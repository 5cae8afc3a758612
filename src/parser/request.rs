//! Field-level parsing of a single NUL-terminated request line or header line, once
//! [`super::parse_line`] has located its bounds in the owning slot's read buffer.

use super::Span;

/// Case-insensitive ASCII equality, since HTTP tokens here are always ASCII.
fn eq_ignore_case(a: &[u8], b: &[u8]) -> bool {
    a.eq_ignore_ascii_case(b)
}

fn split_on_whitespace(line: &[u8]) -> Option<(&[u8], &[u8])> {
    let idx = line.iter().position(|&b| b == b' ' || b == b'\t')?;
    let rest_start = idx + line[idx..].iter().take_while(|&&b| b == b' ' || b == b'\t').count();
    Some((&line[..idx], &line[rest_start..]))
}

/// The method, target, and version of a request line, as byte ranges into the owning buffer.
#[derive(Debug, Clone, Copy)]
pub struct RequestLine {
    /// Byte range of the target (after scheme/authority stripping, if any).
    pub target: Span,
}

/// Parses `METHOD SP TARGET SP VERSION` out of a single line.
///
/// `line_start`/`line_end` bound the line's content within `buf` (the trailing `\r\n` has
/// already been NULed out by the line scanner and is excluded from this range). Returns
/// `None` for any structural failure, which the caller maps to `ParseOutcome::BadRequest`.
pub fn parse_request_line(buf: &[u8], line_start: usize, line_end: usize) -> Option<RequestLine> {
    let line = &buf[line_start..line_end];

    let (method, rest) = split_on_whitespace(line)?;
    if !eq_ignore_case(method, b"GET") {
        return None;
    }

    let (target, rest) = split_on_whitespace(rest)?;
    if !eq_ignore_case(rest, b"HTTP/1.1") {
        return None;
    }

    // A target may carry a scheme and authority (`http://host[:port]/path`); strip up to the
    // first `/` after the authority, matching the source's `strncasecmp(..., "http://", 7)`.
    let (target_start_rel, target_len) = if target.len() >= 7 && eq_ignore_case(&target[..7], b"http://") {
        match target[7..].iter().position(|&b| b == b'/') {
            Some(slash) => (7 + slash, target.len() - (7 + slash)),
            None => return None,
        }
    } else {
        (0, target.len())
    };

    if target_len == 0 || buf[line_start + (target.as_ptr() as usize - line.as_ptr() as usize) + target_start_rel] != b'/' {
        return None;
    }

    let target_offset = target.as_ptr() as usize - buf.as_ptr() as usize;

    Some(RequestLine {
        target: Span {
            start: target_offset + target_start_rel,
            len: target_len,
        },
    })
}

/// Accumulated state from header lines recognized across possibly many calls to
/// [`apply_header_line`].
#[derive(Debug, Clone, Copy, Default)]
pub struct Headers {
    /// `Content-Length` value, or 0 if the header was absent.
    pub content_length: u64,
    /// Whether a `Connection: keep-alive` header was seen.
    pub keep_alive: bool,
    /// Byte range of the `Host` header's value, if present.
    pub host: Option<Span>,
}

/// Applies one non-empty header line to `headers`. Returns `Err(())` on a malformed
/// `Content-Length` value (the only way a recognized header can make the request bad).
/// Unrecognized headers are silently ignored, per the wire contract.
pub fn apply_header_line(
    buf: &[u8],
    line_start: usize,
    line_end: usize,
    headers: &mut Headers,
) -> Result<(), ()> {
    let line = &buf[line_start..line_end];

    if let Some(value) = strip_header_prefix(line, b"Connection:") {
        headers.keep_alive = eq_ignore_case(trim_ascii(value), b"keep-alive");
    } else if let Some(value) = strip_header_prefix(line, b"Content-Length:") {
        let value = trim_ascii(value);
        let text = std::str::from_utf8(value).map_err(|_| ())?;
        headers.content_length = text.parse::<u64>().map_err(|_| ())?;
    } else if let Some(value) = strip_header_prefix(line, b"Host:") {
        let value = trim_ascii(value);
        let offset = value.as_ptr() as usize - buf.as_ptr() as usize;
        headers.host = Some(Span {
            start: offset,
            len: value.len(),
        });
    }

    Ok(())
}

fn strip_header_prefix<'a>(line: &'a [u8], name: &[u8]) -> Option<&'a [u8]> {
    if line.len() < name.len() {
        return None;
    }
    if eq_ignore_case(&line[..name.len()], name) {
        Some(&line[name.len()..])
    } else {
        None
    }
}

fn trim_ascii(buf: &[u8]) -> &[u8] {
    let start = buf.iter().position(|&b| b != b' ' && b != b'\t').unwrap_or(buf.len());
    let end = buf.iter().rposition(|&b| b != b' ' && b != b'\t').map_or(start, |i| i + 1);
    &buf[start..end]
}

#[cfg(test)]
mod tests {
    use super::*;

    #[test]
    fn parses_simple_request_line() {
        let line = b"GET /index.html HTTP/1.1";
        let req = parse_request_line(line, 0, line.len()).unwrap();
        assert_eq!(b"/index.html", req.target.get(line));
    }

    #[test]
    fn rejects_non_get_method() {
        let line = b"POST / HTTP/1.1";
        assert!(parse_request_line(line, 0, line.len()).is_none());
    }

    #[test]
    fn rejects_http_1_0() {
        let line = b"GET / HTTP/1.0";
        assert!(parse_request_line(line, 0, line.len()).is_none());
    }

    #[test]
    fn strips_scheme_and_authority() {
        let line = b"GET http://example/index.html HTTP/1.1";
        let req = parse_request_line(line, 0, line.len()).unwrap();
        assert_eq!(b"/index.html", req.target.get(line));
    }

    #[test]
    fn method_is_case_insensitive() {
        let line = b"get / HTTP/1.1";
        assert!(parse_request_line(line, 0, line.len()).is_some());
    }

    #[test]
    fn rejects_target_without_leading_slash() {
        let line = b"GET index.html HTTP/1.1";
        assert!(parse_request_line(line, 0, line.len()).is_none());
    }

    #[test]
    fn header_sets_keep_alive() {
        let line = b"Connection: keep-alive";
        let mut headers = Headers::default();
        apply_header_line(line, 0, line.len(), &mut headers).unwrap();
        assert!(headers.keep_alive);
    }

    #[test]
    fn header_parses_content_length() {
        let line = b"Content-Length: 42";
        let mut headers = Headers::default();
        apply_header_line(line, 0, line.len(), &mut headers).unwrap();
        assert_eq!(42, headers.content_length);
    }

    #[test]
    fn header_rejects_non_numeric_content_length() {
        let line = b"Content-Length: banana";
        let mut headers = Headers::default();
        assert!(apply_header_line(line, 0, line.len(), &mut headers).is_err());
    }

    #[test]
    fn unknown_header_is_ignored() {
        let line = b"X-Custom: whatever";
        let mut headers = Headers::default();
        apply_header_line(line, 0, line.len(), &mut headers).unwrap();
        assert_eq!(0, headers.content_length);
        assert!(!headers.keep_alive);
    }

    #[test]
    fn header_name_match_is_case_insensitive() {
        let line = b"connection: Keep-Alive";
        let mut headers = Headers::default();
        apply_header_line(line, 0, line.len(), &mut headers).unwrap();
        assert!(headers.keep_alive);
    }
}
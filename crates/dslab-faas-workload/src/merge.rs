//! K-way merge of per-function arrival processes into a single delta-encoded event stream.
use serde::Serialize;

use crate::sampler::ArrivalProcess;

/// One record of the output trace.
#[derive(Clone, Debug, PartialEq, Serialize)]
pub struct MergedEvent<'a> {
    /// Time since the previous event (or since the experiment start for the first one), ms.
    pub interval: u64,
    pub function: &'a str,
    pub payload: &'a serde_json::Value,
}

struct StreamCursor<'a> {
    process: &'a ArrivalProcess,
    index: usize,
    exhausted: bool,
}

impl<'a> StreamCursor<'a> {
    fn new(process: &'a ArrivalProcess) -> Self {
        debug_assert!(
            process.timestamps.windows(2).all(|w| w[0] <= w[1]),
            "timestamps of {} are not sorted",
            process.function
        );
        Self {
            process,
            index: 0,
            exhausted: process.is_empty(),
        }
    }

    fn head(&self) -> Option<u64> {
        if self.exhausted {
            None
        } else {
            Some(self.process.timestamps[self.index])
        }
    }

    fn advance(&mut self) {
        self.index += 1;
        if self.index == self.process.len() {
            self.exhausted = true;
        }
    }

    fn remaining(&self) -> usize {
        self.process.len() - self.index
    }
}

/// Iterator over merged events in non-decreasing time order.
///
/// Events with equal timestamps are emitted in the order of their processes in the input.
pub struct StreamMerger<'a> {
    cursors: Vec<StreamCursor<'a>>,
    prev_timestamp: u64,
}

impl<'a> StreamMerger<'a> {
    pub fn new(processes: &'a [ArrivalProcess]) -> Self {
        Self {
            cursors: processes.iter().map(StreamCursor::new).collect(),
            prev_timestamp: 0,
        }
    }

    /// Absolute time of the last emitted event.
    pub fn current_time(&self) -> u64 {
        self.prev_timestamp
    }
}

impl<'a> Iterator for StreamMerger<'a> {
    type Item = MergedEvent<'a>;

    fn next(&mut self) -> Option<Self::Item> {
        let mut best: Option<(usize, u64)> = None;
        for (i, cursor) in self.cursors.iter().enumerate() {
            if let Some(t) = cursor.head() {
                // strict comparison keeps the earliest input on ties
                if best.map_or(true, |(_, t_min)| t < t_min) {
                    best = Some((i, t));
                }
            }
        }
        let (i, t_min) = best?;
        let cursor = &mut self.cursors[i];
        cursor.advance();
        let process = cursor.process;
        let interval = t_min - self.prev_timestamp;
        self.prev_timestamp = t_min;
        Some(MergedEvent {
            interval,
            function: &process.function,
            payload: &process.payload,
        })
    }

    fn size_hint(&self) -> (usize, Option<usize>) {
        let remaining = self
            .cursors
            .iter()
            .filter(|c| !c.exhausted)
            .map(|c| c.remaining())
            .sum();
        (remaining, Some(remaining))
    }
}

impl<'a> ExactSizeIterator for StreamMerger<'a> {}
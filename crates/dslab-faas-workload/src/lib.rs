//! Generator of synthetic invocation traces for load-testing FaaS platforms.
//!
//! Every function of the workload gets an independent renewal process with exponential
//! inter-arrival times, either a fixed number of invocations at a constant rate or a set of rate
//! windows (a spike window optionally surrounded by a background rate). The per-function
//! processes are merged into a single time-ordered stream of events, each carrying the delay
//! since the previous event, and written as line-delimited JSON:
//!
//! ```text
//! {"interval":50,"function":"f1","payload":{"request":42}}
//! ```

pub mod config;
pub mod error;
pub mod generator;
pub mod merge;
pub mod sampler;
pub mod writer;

------------------------

> [Required action]:
How many lines of the listing include the string "windows"? Respond with the number only.

> [Completed exercise]:
2